BF: I’ve had the opportunity to moderate some physician meetings recently: The value-based tools have come up, and I’ve been probing the audience to understand if these tools are being used by physicians, by patients, by both as part of shared decision-making. When I ask if patients are going online and trying to use them independently, invariably the response has been no. The uptake at this point seems to be very limited. There seems to be a great deal of confusion regarding how exactly these tools should be used to aid in the decision-making process. Complaints abound that they are not very intuitive. Have you had a similar experience as you’ve been out talking with physicians? Do you think this is a normal adoption curve and it’s just a matter of time, or do you think there are some inherent issues in the design?
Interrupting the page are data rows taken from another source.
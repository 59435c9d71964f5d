//! Per-scope rate limiting
//!
//! A fixed tumbling-window hit counter keyed on `(scope, client)`, stored in
//! the database so parallel workers share one count. Increments use the
//! database's atomic upsert so no hit is lost under contention.

use std::time::Duration;

use chrono::Utc;

use crate::error::{Result, UdbError};
use crate::store::DbPool;

/// Default threshold within one window.
pub const DEFAULT_LIMIT: u32 = 20;
/// Default tumbling window width.
pub const DEFAULT_WINDOW: Duration = Duration::from_secs(3600);

/// Shared hit counter. A limit of 0 disables rate limiting entirely.
#[derive(Clone)]
pub struct RateLimiter {
    pool: DbPool,
    limit: u32,
    window_secs: i64,
}

impl RateLimiter {
    pub fn new(pool: DbPool, limit: u32, window: Duration) -> Self {
        Self {
            pool,
            limit,
            window_secs: window.as_secs().max(1) as i64,
        }
    }

    pub fn limit(&self) -> u32 {
        self.limit
    }

    fn window_start(&self) -> i64 {
        let now = Utc::now().timestamp();
        now - now.rem_euclid(self.window_secs)
    }

    fn conn(&self) -> Result<crate::store::PooledConnection> {
        self.pool
            .get()
            .map_err(|e| UdbError::Pool(format!("Failed to get connection: {}", e)))
    }

    /// Fail with `RateLimited` when the client already reached the threshold
    /// in the current window. Run before credential checks: a blocked client
    /// stays blocked even with valid credentials.
    pub fn check(&self, scope: &str, client: &str) -> Result<()> {
        if self.limit == 0 {
            return Ok(());
        }
        if self.hits(scope, client)? >= self.limit {
            Err(UdbError::RateLimited)
        } else {
            Ok(())
        }
    }

    /// Count one miss and return the hit total for the current window.
    pub fn hit(&self, scope: &str, client: &str) -> Result<u32> {
        if self.limit == 0 {
            return Ok(0);
        }
        let conn = self.conn()?;
        let window_start = self.window_start();
        // A stale row from an earlier window restarts at 1.
        conn.execute(
            "INSERT INTO ratelimit (scope, client, window_start, hits)
             VALUES (?1, ?2, ?3, 1)
             ON CONFLICT (scope, client) DO UPDATE SET
                 hits = CASE WHEN window_start = excluded.window_start THEN hits + 1 ELSE 1 END,
                 window_start = excluded.window_start",
            rusqlite::params![scope, client, window_start],
        )?;
        let hits: i64 = conn.query_row(
            "SELECT hits FROM ratelimit WHERE scope = ?1 AND client = ?2",
            rusqlite::params![scope, client],
            |row| row.get(0),
        )?;
        Ok(hits as u32)
    }

    /// Current hit count for the live window only.
    pub fn hits(&self, scope: &str, client: &str) -> Result<u32> {
        let conn = self.conn()?;
        let window_start = self.window_start();
        let hits: Option<i64> = conn
            .query_row(
                "SELECT hits FROM ratelimit
                 WHERE scope = ?1 AND client = ?2 AND window_start = ?3",
                rusqlite::params![scope, client, window_start],
                |row| row.get(0),
            )
            .map(Some)
            .or_else(|e| match e {
                rusqlite::Error::QueryReturnedNoRows => Ok(None),
                other => Err(other),
            })?;
        Ok(hits.unwrap_or(0) as u32)
    }

    /// Forget a client's counter (admin action or tests).
    pub fn reset(&self, scope: &str, client: &str) -> Result<()> {
        let conn = self.conn()?;
        conn.execute(
            "DELETE FROM ratelimit WHERE scope = ?1 AND client = ?2",
            rusqlite::params![scope, client],
        )?;
        Ok(())
    }
}
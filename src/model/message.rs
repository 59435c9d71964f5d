//! Audit messages and followers
//!
//! Messages are immutable audit entries weakly linked to their parent by
//! `(model_name, model_id)` so the trail survives even a hard delete of the
//! parent row. Followers subscribe a user to every commit touching an entity.

use std::str::FromStr;

use chrono::{DateTime, Utc};
use serde::{Deserialize, Serialize};

use super::{changes_from_json, changes_to_json, ChangeSet, Kind};
use crate::error::{Result, UdbError};

/// What a message records.
#[derive(Debug, Clone, Copy, PartialEq, Eq, Serialize, Deserialize)]
#[serde(rename_all = "lowercase")]
pub enum MessageType {
    /// Entity creation
    New,
    /// Entity update with a non-empty change set
    Dirty,
    /// Free-text comment supplied by a caller
    Comment,
    /// A child mutation that logically touches this entity
    Parent,
}

impl MessageType {
    pub fn as_str(self) -> &'static str {
        match self {
            MessageType::New => "new",
            MessageType::Dirty => "dirty",
            MessageType::Comment => "comment",
            MessageType::Parent => "parent",
        }
    }
}

impl FromStr for MessageType {
    type Err = UdbError;

    fn from_str(s: &str) -> Result<Self> {
        match s {
            "new" => Ok(MessageType::New),
            "dirty" => Ok(MessageType::Dirty),
            "comment" => Ok(MessageType::Comment),
            "parent" => Ok(MessageType::Parent),
            other => Err(UdbError::Fatal(format!("invalid message type `{other}`"))),
        }
    }
}

/// An immutable audit entry.
#[derive(Debug, Clone, Serialize, Deserialize)]
pub struct Message {
    pub id: Option<i64>,
    pub model_name: String,
    pub model_id: i64,
    /// Author user id; absent for system-generated entries
    pub author_id: Option<i64>,
    #[serde(rename = "type")]
    pub mtype: MessageType,
    #[serde(default)]
    pub body: String,
    pub changes: Option<ChangeSet>,
    pub date: DateTime<Utc>,
}

impl Message {
    pub fn new(kind: Kind, model_id: i64, mtype: MessageType) -> Self {
        Self {
            id: None,
            model_name: kind.table().to_string(),
            model_id,
            author_id: None,
            mtype,
            body: String::new(),
            changes: None,
            date: Utc::now(),
        }
    }

    pub fn comment(kind: Kind, model_id: i64, author_id: Option<i64>, body: impl Into<String>) -> Self {
        let mut message = Message::new(kind, model_id, MessageType::Comment);
        message.author_id = author_id;
        message.body = body.into();
        message
    }

    /// Stored JSON text of the change set, when present.
    pub fn changes_json(&self) -> Option<String> {
        self.changes.as_ref().map(|c| changes_to_json(c).to_string())
    }

    /// Parse the stored change payload; free-text bodies yield `None`.
    pub fn parse_changes(raw: Option<&str>) -> Option<ChangeSet> {
        let raw = raw?;
        if !raw.starts_with('{') {
            return None;
        }
        let value: serde_json::Value = serde_json::from_str(raw).ok()?;
        changes_from_json(&value)
    }
}

/// Subscription of a user to an entity's audit trail, deduplicated on
/// `(model_name, model_id, user_id)`.
#[derive(Debug, Clone, Serialize, Deserialize)]
pub struct Follower {
    pub id: Option<i64>,
    pub model_name: String,
    pub model_id: i64,
    pub user_id: i64,
}

impl Follower {
    pub fn new(kind: Kind, model_id: i64, user_id: i64) -> Self {
        Self {
            id: None,
            model_name: kind.table().to_string(),
            model_id,
            user_id,
        }
    }
}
JB: I don’t think it’s a normal adoption curve, and I’ve heard many physicians and others comment as you have. I don’t know whether it’s inherent in the design as a whole, but there are some issues inherent in the design. The use of clinical trial data as the only metric for the signs, symptoms, dosages, etc is a challenge. Also, how much are these tools needed? I too have heard physicians saying that their practices have financial counseling. They’ve dealt with this for a while, and they don’t know if the addition of an arbitrary cost score or cost amount in a value-based tool will help a practice any more than what they have now. There’s a question in some practices that they don’t see how this will be a value to add to their EMR. They don’t see how this is any different from what they already discuss in one manner or another. So to add a “requirement” that one would have to use a value-based tool is not something when I talk to physicians that they see as useful to their practice.